# 83 GTI JH motor timing marks TDC?



## RABIDRABBIT1983 (May 13, 2003)

Hey guys! 
Ive dusted off the 83 GTI Mk1(JH motor/CIS) and have been restoring it slowly but surely. Its been 10 yrs since I did a Timing belt on this car and the bentley book does not help. 
I saw the other post but my sitution is unique. 
Ok here is my dilema my crankshaft pulley does not have any marks on it to align with the intermediate shaft dimple. Not sure why but its never been there. Ive seen it on other Jh motors but my pulley has no marks so you cannot line the intermediate shaft and crank pulleys up to make life easy. 
I cant recall if the alignment mark on the bellhousing(the V that protrudes off the housing) Lines up with the V notch(dead center of hole) cut into the flywheel for TDC of slightly to the notched bump to the right is TDC see picture








I tried the straw in the #1 cylinder but its not as accurate as I need to get TDC for 100%. 
The other issue is the mark on the distributor housing for #1 cylinder reference is not 100% lined up. Does that mean my intermediate shaft sprocket is 1 tooth off? See the black mark to the left of the rotor on the dizzy housing by the braided fuel lines going to warm up reg.....thats #1 alignment mark
see pic 








here is what alldata/bentley gives you
















does my dizzy look lined up to you guys or 1 tooth off. 
Is the V groove on the flywheel TDC or 10 mm to the right of that is TDC? 
The Cam sprocket it easy.....

_Modified by RABIDRABBIT1983 at 6:22 AM 12-15-2009_


_Modified by RABIDRABBIT1983 at 4:53 PM 12-15-2009_


----------



## TheMajic86GTI (Aug 9, 2009)

*Re: 83 GTI JH motor timing marks TDC? (RABIDRABBIT1983)*

1)put ur motor on TDC....#1 piston should be all the way up remove green cap on tranny and u should see the V pointing to the dot on the flywheel








2)After this check ur cam sprocket...dot on inside of sprocket should be even with the front of valve cover like this...

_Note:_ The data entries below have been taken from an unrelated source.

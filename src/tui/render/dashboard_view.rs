use ratatui::Frame;
use ratatui::layout::{Constraint, Direction, Layout, Rect};
use ratatui::style::{Modifier, Style};
use ratatui::text::{Line, Span};
use ratatui::widgets::{Bar, BarChart, BarGroup, Block, Borders, Paragraph};

use crate::tui::app::App;

use super::{StatCard, heading_lines, render_stat_cards};

/// Render the Dashboard: project counters, then a horizontal bar per project
/// showing how many of its tasks are completed
pub fn render_dashboard_view(frame: &mut Frame, app: &App, area: Rect) {
    let chunks = Layout::default()
        .direction(Direction::Vertical)
        .constraints([
            Constraint::Length(2),
            Constraint::Length(4),
            Constraint::Min(0),
        ])
        .split(area);

    frame.render_widget(
        Paragraph::new(heading_lines(app, "Dashboard"))
            .style(Style::default().bg(app.theme.background)),
        chunks[0],
    );

    let stats = app.workspace.dashboard_stats();
    render_stat_cards(
        frame,
        app,
        chunks[1],
        &[
            StatCard {
                title: "Projects",
                value: stats.total_projects,
                caption: "total",
                color: app.theme.primary,
            },
            StatCard {
                title: "Active",
                value: stats.active_projects,
                caption: "projects",
                color: app.theme.blue,
            },
            StatCard {
                title: "Completed",
                value: stats.completed_projects,
                caption: "projects",
                color: app.theme.green,
            },
            StatCard {
                title: "Overdue",
                value: stats.overdue_tasks,
                caption: "tasks",
                color: if stats.overdue_tasks > 0 {
                    app.theme.red
                } else {
                    app.theme.dim
                },
            },
        ],
    );

    render_progress_chart(frame, app, chunks[2]);
}

fn render_progress_chart(frame: &mut Frame, app: &App, area: Rect) {
    let bg = app.theme.background;
    let block = Block::default()
        .borders(Borders::TOP)
        .border_style(Style::default().fg(app.theme.border).bg(bg))
        .title(Span::styled(
            " Project progress ",
            Style::default()
                .fg(app.theme.text_bright)
                .bg(bg)
                .add_modifier(Modifier::BOLD),
        ))
        .style(Style::default().bg(bg));

    let progress = app.workspace.project_progress();
    if progress.is_empty() {
        let empty = Paragraph::new(Line::from(Span::styled(
            " No projects",
            Style::default().fg(app.theme.dim).bg(bg),
        )))
        .block(block);
        frame.render_widget(empty, area);
        return;
    }

    let bars: Vec<Bar> = progress
        .iter()
        .map(|p| {
            Bar::default()
                .label(Line::from(p.name.clone()))
                .value(u64::from(p.progress))
                .text_value(format!("{}%", p.progress))
        })
        .collect();

    let chart = BarChart::default()
        .block(block)
        .direction(Direction::Horizontal)
        .bar_width(1)
        .bar_gap(1)
        .max(100)
        .bar_style(Style::default().fg(app.theme.primary).bg(bg))
        .value_style(
            Style::default()
                .fg(app.theme.text_bright)
                .bg(app.theme.primary),
        )
        .label_style(Style::default().fg(app.theme.text).bg(bg))
        .data(BarGroup::default().bars(&bars));
    frame.render_widget(chart, area);
}
use std::path::Path;

use tracing_appender::non_blocking::WorkerGuard;
use tracing_subscriber::EnvFilter;

/// Environment variable overriding the configured log filter
pub const LOG_ENV: &str = "PMS_LOG";

fn env_filter(default_level: &str) -> EnvFilter {
    EnvFilter::try_from_env(LOG_ENV)
        .or_else(|_| EnvFilter::try_new(default_level))
        .unwrap_or_else(|_| EnvFilter::new("warn"))
}

/// CLI commands log to stderr so stdout stays clean for output and `--json`
pub fn init_cli(default_level: &str) {
    let _ = tracing_subscriber::fmt()
        .with_writer(std::io::stderr)
        .with_env_filter(env_filter(default_level))
        .with_target(false)
        .try_init();
}

/// The TUI owns the terminal, so it logs to `pms.log` in the home directory.
/// Keep the returned guard alive until exit or buffered lines are lost.
pub fn init_tui(dir: &Path, file_name: &str, default_level: &str) -> Option<WorkerGuard> {
    if std::fs::create_dir_all(dir).is_err() {
        return None;
    }
    let appender = tracing_appender::rolling::never(dir, file_name);
    let (writer, guard) = tracing_appender::non_blocking(appender);
    tracing_subscriber::fmt()
        .with_writer(writer)
        .with_ansi(false)
        .with_env_filter(env_filter(default_level))
        .try_init()
        .ok()?;
    Some(guard)
}
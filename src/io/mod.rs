pub mod auth_client;
pub mod config_io;
pub mod paths;
pub mod session_io;
pub mod storage;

3)remove distibutor cap make sure rotor is pointed to #1 in firing order like this(ull see a small line on edge of distributor, rotor should be like an 1/8 to the right of it.








4) Tighten belt put all the cover crapola back on and start the car..
http://****************.com/smile/emthup.gif


----------



## RABIDRABBIT1983 (May 13, 2003)

*Re: 83 GTI JH motor timing marks TDC? (TheMajic86GTI)*

magic thanks for your input..........but did you look at my pictures? that is literally off my motor. i dont have the dimple on the flywheel i have whats pictured. is the V notch on mine TDC? is my rotor lined upvery closely with the dizzy #1 mark to me it seems 2 mm off to the left. the cam sprocket is not biggie.


----------



## Tom A (Oct 20, 2004)

*Re: 83 GTI JH motor timing marks TDC? (RABIDRABBIT1983)*


_Quote, originally posted by *RABIDRABBIT1983* »_I dont have the dimple on the flywheel i have whats pictured. 

Yeah you do, it just isn'at as easy to see as on his photo.


----------



## TheMajic86GTI (Aug 9, 2009)

*Re: 83 GTI JH motor timing marks TDC? (RABIDRABBIT1983)*


_Quote, originally posted by *RABIDRABBIT1983* »_ i dont have the dimple on the flywheel i have whats pictured. is the V notch on mine TDC? 

Yes u do have the dimple....on ur pic the tdc dimple is to the left of ur notch just slightly to the right over the bolt...its visible from ur pic...u can put some white out on it to make it easier to see....
As for lining up the intermediate shaft just loosen up the bolt that holds the distributor and turn it counter clockwise till the rotor is just about an 1/8 to the right of the mark on the rim and u should be A-ok....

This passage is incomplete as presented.